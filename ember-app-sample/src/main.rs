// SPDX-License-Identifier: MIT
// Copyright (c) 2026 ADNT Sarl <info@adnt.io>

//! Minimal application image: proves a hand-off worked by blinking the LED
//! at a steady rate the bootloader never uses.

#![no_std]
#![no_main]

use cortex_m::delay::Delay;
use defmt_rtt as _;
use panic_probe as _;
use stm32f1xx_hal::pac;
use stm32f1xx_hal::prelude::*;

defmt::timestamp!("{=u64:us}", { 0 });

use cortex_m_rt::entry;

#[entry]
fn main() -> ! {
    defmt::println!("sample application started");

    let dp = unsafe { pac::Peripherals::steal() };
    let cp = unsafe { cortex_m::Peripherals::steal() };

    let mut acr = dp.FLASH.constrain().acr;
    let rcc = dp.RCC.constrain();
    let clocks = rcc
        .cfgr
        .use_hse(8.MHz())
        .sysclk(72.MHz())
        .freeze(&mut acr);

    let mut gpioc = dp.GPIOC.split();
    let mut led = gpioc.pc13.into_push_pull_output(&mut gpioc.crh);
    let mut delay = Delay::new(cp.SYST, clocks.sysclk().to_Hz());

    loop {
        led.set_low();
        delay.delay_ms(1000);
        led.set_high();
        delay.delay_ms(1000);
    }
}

* * *

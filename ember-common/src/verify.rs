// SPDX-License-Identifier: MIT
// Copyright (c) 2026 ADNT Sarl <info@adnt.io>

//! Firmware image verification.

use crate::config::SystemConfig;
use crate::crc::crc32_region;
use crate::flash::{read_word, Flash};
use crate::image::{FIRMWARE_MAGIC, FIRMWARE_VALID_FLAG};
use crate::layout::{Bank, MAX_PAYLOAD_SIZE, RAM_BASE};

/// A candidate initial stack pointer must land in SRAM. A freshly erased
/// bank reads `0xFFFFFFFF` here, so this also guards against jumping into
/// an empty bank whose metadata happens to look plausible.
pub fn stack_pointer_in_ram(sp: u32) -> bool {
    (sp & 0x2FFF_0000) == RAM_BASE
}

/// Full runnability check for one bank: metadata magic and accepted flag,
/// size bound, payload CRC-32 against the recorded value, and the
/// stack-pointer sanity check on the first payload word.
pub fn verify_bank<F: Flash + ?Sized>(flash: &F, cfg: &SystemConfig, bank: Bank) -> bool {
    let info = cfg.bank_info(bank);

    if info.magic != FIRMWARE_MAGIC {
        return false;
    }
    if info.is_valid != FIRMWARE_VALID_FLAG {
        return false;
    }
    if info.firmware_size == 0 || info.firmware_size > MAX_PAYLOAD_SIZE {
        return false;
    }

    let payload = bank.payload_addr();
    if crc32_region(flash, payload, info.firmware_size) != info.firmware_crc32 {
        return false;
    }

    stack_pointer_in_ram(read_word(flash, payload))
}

==

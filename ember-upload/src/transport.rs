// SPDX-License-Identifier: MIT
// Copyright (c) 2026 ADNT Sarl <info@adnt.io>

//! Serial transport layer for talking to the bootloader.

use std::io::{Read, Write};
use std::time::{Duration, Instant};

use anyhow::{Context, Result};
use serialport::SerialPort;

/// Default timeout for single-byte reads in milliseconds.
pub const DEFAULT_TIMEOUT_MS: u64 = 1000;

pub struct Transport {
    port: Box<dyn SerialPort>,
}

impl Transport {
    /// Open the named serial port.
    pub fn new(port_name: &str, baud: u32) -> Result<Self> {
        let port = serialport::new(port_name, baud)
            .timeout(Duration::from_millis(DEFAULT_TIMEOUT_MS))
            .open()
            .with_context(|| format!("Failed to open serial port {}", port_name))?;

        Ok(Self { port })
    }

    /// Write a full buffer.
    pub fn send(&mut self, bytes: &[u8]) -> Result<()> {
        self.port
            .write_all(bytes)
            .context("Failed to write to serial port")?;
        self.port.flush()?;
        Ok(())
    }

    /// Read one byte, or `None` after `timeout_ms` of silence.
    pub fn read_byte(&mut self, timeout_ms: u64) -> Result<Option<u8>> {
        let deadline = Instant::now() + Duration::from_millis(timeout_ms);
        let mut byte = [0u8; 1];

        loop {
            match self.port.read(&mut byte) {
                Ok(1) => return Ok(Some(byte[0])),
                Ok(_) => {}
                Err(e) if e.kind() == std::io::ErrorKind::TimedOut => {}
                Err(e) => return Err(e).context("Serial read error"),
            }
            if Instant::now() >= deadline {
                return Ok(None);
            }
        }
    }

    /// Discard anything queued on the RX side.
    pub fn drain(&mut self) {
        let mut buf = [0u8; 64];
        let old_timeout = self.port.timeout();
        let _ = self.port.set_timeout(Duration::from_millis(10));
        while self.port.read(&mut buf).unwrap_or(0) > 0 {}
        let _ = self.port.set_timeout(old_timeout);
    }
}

What you need to do -> Go through the listing above and write out exactly the lines starting with the one holding "filename ember-app-sample/src/main.rs" and running through the one holding "fn main() ->", ends included, and no others.

Answer for this exercise ->
filename ember-app-sample/src/main.rs
// SPDX-License-Identifier: MIT
// Copyright (c) 2026 ADNT Sarl <info@adnt.io>

//! Minimal application image: proves a hand-off worked by blinking the LED
//! at a steady rate the bootloader never uses.

#![no_std]
#![no_main]

use cortex_m::delay::Delay;
use defmt_rtt as _;
use panic_probe as _;
use stm32f1xx_hal::pac;
use stm32f1xx_hal::prelude::*;

defmt::timestamp!("{=u64:us}", { 0 });

use cortex_m_rt::entry;

#[entry]
fn main() -> ! {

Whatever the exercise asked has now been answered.